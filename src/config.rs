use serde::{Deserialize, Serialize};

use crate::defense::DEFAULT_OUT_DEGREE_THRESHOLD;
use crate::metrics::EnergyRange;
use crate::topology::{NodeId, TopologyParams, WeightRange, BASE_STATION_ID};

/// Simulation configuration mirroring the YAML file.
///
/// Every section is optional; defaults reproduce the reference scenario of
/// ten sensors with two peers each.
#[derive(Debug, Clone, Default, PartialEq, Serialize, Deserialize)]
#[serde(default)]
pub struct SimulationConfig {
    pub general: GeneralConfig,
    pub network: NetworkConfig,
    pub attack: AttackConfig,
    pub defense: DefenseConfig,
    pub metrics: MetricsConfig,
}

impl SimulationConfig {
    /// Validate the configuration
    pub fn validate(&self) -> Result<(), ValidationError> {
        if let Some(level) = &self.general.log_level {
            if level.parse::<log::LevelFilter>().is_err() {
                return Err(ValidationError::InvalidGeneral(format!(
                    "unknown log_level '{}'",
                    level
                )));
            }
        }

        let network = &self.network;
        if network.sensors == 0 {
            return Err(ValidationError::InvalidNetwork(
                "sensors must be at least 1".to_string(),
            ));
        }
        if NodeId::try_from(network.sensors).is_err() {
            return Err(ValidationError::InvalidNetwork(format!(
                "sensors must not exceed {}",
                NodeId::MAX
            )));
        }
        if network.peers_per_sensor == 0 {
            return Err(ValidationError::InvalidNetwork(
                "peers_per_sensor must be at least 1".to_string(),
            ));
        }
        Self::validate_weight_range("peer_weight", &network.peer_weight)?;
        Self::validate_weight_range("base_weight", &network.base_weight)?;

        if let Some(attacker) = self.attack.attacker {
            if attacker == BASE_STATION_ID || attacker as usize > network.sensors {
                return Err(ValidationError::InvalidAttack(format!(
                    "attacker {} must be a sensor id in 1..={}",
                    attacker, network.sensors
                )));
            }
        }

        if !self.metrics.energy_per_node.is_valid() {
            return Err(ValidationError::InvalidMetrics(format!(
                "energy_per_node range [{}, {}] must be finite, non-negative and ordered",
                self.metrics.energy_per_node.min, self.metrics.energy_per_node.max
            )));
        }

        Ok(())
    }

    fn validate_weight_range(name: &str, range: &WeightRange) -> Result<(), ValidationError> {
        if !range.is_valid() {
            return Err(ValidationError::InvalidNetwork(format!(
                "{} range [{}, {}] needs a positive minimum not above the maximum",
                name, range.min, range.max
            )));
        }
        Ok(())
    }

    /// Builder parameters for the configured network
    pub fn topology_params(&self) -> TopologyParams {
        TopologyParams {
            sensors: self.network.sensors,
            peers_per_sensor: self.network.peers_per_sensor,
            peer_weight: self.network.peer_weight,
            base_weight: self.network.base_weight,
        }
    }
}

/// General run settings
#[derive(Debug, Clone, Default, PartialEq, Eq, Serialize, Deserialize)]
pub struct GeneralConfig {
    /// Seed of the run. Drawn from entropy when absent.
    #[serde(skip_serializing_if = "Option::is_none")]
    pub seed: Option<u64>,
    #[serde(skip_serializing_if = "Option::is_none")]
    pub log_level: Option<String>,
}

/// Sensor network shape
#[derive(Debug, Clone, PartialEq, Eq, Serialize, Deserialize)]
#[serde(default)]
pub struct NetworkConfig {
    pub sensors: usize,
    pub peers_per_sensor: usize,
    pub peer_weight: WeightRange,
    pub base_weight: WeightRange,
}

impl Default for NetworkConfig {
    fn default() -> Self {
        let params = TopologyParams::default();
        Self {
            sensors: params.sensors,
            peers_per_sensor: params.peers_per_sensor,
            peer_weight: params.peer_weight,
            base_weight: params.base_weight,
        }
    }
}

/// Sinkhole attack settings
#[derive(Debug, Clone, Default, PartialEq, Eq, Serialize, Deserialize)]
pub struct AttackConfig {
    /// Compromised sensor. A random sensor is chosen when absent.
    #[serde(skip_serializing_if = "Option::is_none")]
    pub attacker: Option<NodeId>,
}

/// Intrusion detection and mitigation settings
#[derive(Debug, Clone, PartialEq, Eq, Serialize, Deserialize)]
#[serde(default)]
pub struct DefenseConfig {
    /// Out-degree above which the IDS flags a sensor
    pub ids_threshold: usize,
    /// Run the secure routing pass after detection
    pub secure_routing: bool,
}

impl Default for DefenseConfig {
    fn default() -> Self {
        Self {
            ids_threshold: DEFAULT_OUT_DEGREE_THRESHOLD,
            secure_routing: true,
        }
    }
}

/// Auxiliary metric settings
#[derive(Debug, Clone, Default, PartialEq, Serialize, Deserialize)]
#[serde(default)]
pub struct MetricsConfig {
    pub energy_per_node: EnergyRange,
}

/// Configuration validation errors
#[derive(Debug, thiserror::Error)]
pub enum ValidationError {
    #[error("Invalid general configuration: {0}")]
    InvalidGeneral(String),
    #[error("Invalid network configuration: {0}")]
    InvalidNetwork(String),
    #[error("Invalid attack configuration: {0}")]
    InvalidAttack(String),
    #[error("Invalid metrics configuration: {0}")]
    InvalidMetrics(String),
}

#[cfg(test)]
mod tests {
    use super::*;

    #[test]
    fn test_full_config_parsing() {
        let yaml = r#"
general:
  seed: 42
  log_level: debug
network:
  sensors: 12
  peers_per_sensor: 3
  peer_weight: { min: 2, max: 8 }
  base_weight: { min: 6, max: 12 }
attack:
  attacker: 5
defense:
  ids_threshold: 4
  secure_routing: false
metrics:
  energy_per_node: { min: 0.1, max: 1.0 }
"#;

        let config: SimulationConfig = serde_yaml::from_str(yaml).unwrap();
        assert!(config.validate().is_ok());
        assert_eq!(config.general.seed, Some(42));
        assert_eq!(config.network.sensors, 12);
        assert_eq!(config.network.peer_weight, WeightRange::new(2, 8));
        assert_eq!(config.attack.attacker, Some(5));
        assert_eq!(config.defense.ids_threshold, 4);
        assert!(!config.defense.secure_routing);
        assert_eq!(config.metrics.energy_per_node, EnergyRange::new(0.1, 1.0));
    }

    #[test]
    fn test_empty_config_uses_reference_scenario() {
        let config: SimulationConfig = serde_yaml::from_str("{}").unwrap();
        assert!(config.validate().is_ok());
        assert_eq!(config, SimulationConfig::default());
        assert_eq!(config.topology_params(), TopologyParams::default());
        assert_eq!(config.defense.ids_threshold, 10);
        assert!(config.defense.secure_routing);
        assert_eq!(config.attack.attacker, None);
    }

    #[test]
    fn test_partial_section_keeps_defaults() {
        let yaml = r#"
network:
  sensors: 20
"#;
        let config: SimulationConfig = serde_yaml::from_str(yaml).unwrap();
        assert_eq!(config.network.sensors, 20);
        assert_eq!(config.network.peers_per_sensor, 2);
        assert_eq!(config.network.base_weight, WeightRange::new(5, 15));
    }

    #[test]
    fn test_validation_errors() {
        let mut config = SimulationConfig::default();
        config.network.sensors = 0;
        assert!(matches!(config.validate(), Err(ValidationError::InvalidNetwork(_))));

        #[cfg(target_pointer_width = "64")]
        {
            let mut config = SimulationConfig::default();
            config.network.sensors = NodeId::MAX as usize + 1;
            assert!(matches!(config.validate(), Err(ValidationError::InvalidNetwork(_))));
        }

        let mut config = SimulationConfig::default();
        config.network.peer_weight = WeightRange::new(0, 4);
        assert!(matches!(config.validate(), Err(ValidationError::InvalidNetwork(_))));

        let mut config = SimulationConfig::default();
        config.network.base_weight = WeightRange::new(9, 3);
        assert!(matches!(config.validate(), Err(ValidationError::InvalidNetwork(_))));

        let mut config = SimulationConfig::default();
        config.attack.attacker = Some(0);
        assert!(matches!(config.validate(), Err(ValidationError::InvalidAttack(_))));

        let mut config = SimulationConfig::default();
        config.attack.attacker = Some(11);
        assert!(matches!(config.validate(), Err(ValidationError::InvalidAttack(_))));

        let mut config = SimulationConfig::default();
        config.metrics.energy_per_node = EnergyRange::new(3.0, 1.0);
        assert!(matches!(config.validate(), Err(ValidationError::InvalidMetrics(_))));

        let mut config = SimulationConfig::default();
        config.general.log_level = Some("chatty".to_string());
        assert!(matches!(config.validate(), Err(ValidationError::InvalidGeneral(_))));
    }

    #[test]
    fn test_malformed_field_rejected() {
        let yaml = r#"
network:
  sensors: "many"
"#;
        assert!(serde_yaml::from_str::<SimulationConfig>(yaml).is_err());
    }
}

__Work item__:
The lines above from the one with "min: 2, max: 8" through the one with "assert_eq!(config.defense.ids_threshold, 4);" are to be duplicated exactly, ends included, with nothing added.

__Expected answer__:
  peer_weight: { min: 2, max: 8 }
  base_weight: { min: 6, max: 12 }
attack:
  attacker: 5
defense:
  ids_threshold: 4
  secure_routing: false
metrics:
  energy_per_node: { min: 0.1, max: 1.0 }
"#;

        let config: SimulationConfig = serde_yaml::from_str(yaml).unwrap();
        assert!(config.validate().is_ok());
        assert_eq!(config.general.seed, Some(42));
        assert_eq!(config.network.sensors, 12);
        assert_eq!(config.network.peer_weight, WeightRange::new(2, 8));
        assert_eq!(config.attack.attacker, Some(5));
        assert_eq!(config.defense.ids_threshold, 4);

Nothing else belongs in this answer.